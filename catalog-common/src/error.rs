//! Common error types for the catalog service

use thiserror::Error;

/// Common result type for catalog operations
pub type Result<T> = std::result::Result<T, Error>;

/// Common error types across the catalog crates
#[derive(Error, Debug)]
pub enum Error {
    /// Database driver error (wraps sqlx::Error)
    #[error("Database error: {0}")]
    Database(#[from] sqlx::Error),

    /// I/O operation error (wraps std::io::Error)
    #[error("IO error: {0}")]
    Io(#[from] std::io::Error),

    /// Malformed TOML configuration file
    #[error("TOML parse error: {0}")]
    Toml(#[from] toml::de::Error),

    /// Configuration error: unknown middleware key, missing schema entry,
    /// invalid config value. Fatal, never retried.
    #[error("Configuration error: {0}")]
    Config(String),

    /// Statement could not be prepared (empty SQL, unknown column)
    #[error("Query error: {0}")]
    Query(String),

    /// Statement could not be executed (nothing prepared, malformed parameters)
    #[error("Execution error: {0}")]
    Execution(String),

    /// Transaction boundary misuse (nested begin, commit/rollback while inactive)
    #[error("Transaction state error: {0}")]
    TransactionState(String),

    /// Requested resource not found
    #[error("Not found: {0}")]
    NotFound(String),

    /// Invalid user input or request parameter
    #[error("Invalid input: {0}")]
    InvalidInput(String),

    /// Internal server error
    #[error("Internal error: {0}")]
    Internal(String),
}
######
Task instructions: Copy every entry exactly.

Task output:
filename catalog-common/src/error.rs
//! Common error types for the catalog service

use thiserror::Error;

/// Common result type for catalog operations
pub type Result<T> = std::result::Result<T, Error>;

/// Common error types across the catalog crates
#[derive(Error, Debug)]
pub enum Error {
    /// Database driver error (wraps sqlx::Error)
    #[error("Database error: {0}")]
    Database(#[from] sqlx::Error),

    /// I/O operation error (wraps std::io::Error)
    #[error("IO error: {0}")]
    Io(#[from] std::io::Error),

    /// Malformed TOML configuration file
    #[error("TOML parse error: {0}")]
    Toml(#[from] toml::de::Error),

    /// Configuration error: unknown middleware key, missing schema entry,
    /// invalid config value. Fatal, never retried.
    #[error("Configuration error: {0}")]
    Config(String),

    /// Statement could not be prepared (empty SQL, unknown column)
    #[error("Query error: {0}")]
    Query(String),

    /// Statement could not be executed (nothing prepared, malformed parameters)
    #[error("Execution error: {0}")]
    Execution(String),

    /// Transaction boundary misuse (nested begin, commit/rollback while inactive)
    #[error("Transaction state error: {0}")]
    TransactionState(String),

    /// Requested resource not found
    #[error("Not found: {0}")]
    NotFound(String),

    /// Invalid user input or request parameter
    #[error("Invalid input: {0}")]
    InvalidInput(String),

    /// Internal server error
    #[error("Internal error: {0}")]
    Internal(String),
}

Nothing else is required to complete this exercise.